Hello. This post will mention biological aspects of s*x in quite a specific manner. I am sorry to be blunt. I don't know how else to express it. Please try and remember I really am asking in good faith

Please also if you are a man, don't ignore this. I wish men would not refuse to engage with these subjects just because they are a little squeamish. It is very important because it will surely effect your spouse and children too. Also I just want to hear many people's thoughts including men.
1 - natural?I have long heard of NFP as 'working with a woman's body instead of against it'.
This to me seems to be outright false. A woman experiences most s*xual desire when she is fertile, and the least when she is not fertile. I know for me I have essentially no libido on infertile days, and very high libido on fertile days (I am sorry to be so blunt).
In this sense it seems to actively work
against a woman's biology. Because she can 'only' have s*x with her husband when she does not really want it, and she cannot have s*x when she really does want it. So for many women it would almost rule out the ability to enjoy and desire s*x at all.
And not wanting or enjoying s*x is not just a lack of positive experience. It often is actually negative. Because if a woman is not very aroused, frequently her vagina will be too tight (not relaxed - the v@gina consists of smooth muscle), and not adequately lubricated, for s*x to be anything other than painful.
This means that for a significant portion of women, the only person who can ever really experience enjoyable, consistently non-painful s*x is the husband.
Of course I am generalising. It depends on individual women's hormones, anatomy, and the anatomy of their husbands. But it will surely effect every woman to a some extent, and a significant number women to a significant extent, such that it seriously impacts their ability to be intimate with their husbands.
This leaves many women with only three options:
- Always abstain unless you are okay to have a child at that time. This means if you can only support 3 children, you and your spouse may only enjoy intercourse as little as 3 times in your entire marriage (statistically, probably more than that but certainly very rarely)
- Have intercourse which your husband can enjoy, and you cannot. This seems to go directly against the idea that contraception encourages men (or spouses in general) to objectify and 'use' their wife. If the wife is only ever just 'lying there and taking it', is this not dehumanising?
- Have intercourse whenever and get many consecutive pregnancies and many many children (which for health and practical reasons is obviously not always possible).
I have not seen anybody address these biological aspects of NFP. The only time I have seen women address it was in a joking manner, like 'We never have s*x when I desire my husband, and we only have s*x when I don't desire him!' But that's not funny. I think that's terribly, terribly sad.
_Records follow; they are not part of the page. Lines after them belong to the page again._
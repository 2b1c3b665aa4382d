use chrono::{SecondsFormat, Utc};
use rusqlite::{OptionalExtension, params};

use crate::Db;
use crate::error::Result;

impl Db {
    pub fn get_item(&self, key: &str) -> Result<Option<String>> {
        let value = self
            .conn
            .query_row(
                "SELECT value FROM local_storage WHERE key = ?1",
                [key],
                |row| row.get::<_, String>(0),
            )
            .optional()?;
        Ok(value)
    }

    pub fn set_item(&self, key: &str, value: &str) -> Result<()> {
        let now = Utc::now().to_rfc3339_opts(SecondsFormat::Millis, true);
        self.conn.execute(
            r#"
            INSERT INTO local_storage (key, value, updated_at)
            VALUES (?1, ?2, ?3)
            ON CONFLICT(key) DO UPDATE SET
              value = excluded.value,
              updated_at = excluded.updated_at
            "#,
            params![key, value, now],
        )?;
        Ok(())
    }

    pub fn remove_item(&self, key: &str) -> Result<bool> {
        let removed = self
            .conn
            .execute("DELETE FROM local_storage WHERE key = ?1", [key])?;
        Ok(removed > 0)
    }
}
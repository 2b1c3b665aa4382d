use std::io::{self, BufRead, Write};

/// Asks on stdout and reads one answer line from stdin.
pub fn confirm(message: &str) -> bool {
    print!("{} [y/N] ", message);
    if io::stdout().flush().is_err() {
        return false;
    }
    let mut line = String::new();
    match io::stdin().lock().read_line(&mut line) {
        Ok(_) => is_yes(&line),
        Err(_) => false,
    }
}

pub fn is_yes(answer: &str) -> bool {
    matches!(
        answer.trim().to_lowercase().as_str(),
        "y" | "ya" | "yes"
    )
}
Many people say to me, well, what did women do before contraception? They suffered. They died. Childbirth has been something like the first or second biggest cause of human death in history, after malaria (depending on how you count it). Also, women hit puberty later - maybe got their period, say, at age 16 - starvation was common and affected fertility and miscarriages. Women were often breastfeeding one or more babies at a time and were therefore not fertile during that time, so women were capably of being pregnant for less of their lives. Finally, they did not have massive families even if they did get constantly pregnant because many of the babies just died. But now we don't accept people dying, babies don't constantly die these days, people aren't starving, puberty hits later, and not everyone does or is able to breastfeed.
2 - effective?Now I have a second question: its effectiveness. It does have a ~99% effectiveness (for symptoms-based) if used perfectly. This assumes, firstly, that you have a regular, predictable menstrual cycle (I certainly never have and can only tell what happened after my menstrual cycle has finished, when I have the full picture). If you do not then you cannot use it. It also assumes you can wake the same time every single day and take your temperature or mucus. Symptoms-based NFP has an up to 25% efficacy for typical use. That is, for 100 average couples using it for 1 year, 25 of them will get pregnant. That is not very effective. And once again, many people cannot use it at all. (lactational amenhorrea - breastfeeding - is more effective but obviously not every women is currently or is able to breastfeed for a significant period of time).
But, let's say, you do use NFP perfectly. You have a perfect regular cycle and you do everything at the same time every day. Then your effectiveness is 99%. This is more effective than perfect use of a male or female c*ondom, or typical use of various pills and hormonal BC. If the point of NFP is that it is still open to life, surely these other less effective methods are also equally, if not more open to life? The intention for all these uses may not be, in any case, to completely avoid children, but perhaps just to delay them, or space them out, for serious health or practical reasons. And one could say that that remaining possible chance of pregnancy is up to God, and if you do get pregnant, you will not have an @bortion but will accept it from God.
I am not saying that nobody should use NFP or that everyone will be fine and dandy with other forms of contraception. But, I am saying that there are unchangeable biological and hormonal differences with people and probably a large plurality of women cannot effectively use NFP and may not respond so negatively to, say, hormonal contraception.
I would like some response to this... the response to my questions has always been awkwardness and confusion. It seems everyone who explained it to me did not even know or consider these aspects of women's biology and I think that is very sad.